Fe(3,6-DBSQ)(3) has been prepared by reacting 3,6-di-tert-butyl-1,2-benzoquinone with Fe(CO)(5). The complex has been characterized structurally [orthorhombic, Pbca, a = 18.277(5) Å, b = 11.634(3) Å, c = 39.903(10) Å, V = 8485(4) Å(3), Z = 8, R = 0.063], electrochemically, and magnetically. Ligand-based redox couples are observed in electrochemical experiments that consist of reversible or quasireversible Cat/SQ steps at negative potentials and irreversible SQ/BQ oxidations at positive potentials. Magnetic measurements show temperature dependence that arises from antiferromagnetic exchange.
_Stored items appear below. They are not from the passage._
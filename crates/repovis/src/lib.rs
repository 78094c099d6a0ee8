//! repovis library
//!
//! This module exports the service layer of repovis (configuration, on-disk
//! stores and request handlers) for use in integration tests and as a library.

pub mod config;
pub mod handlers;
pub mod store;
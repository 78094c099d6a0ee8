//! repovis: windowed commit history for repository visualisation
//!
//! This binary prepares repositories and serves windows of annotated commits
//! as JSON on stdout. Logs go to stderr.

use std::fs;

use anyhow::{Context, Result};
use clap::{CommandFactory, Parser};
use repovis::config::{Command, Config};
use repovis::handlers::{
    CommitDataInput, ImportSettingsInput, PrepareInput, Stores, commit_data, import_settings,
    prepare_visualisation,
};
use repovis_git::Settings;
use serde::Serialize;
use tracing::debug;

fn main() -> Result<()> {
    let config = Config::parse();

    tracing_subscriber::fmt()
        .with_writer(std::io::stderr)
        .with_env_filter(
            tracing_subscriber::EnvFilter::from_default_env()
                .add_directive(config.log_level().into()),
        )
        .init();

    let Some(command) = config.command.clone() else {
        Config::command().print_help()?;
        return Ok(());
    };

    config.validate()?;
    let stores = Stores::from_config(&config);
    debug!(
        repos = %config.repos_path().display(),
        settings = %config.settings_path().display(),
        "Using stores"
    );

    run(&stores, command)
}

fn run(stores: &Stores, command: Command) -> Result<()> {
    match command {
        Command::Prepare {
            repo,
            branch,
            settings,
        } => {
            let input = PrepareInput {
                repo,
                branch,
                settings,
            };
            print_json(&prepare_visualisation(stores, &input)?)
        }
        Command::Commits {
            repo,
            branch,
            settings,
            start_commit,
            commit_count,
        } => {
            let defaults = CommitDataInput::new(repo, branch);
            let input = CommitDataInput {
                settings,
                start_commit: start_commit.unwrap_or(defaults.start_commit),
                commit_count: commit_count.unwrap_or(defaults.commit_count),
                ..defaults
            };
            print_json(&commit_data(stores, &input)?)
        }
        Command::ImportSettings {
            repo,
            settings,
            file,
        } => {
            let json = fs::read_to_string(&file)
                .with_context(|| format!("Failed to read {}", file.display()))?;
            let document = Settings::from_json(&json)
                .with_context(|| format!("Malformed settings document {}", file.display()))?;
            let input = ImportSettingsInput {
                repo,
                settings,
                document,
            };
            print_json(&import_settings(stores, input)?)
        }
    }
}

fn print_json<T: Serialize>(value: &T) -> Result<()> {
    println!("{}", serde_json::to_string_pretty(value)?);
    Ok(())
}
Data have been fit to an expression that includes the effects of both Fe-SQ and SQ-SQ exchange with the result that J(SQ-SQ) is larger in magnitude than J(Fe-SQ). In methanol, the complex undergoes solvolysis to form [Fe(3,6-DBSQ)(2)(&mgr;-OMe)](2). Structural characterization [triclinic, P&onemacr;, a = 11.441(2) Å, b = 11.514(2) Å, c = 14.552(2) Å, alpha = 67.86(1) degrees, beta = 70.51(1) degrees, gamma = 72.79(1) degrees, V = 1641.8(5) Å(3), Z = 1, R = 0.048] has shown that the molecule is a centrosymmetric dimer with no close intermolecular contacts. The temperature dependence of magnetic measurements has been fit to a model consisting of two interacting S = (3)/(2) centers that arise from strong Fe-SQ exchange with J(Fe-Fe) = -22.4 cm(-1).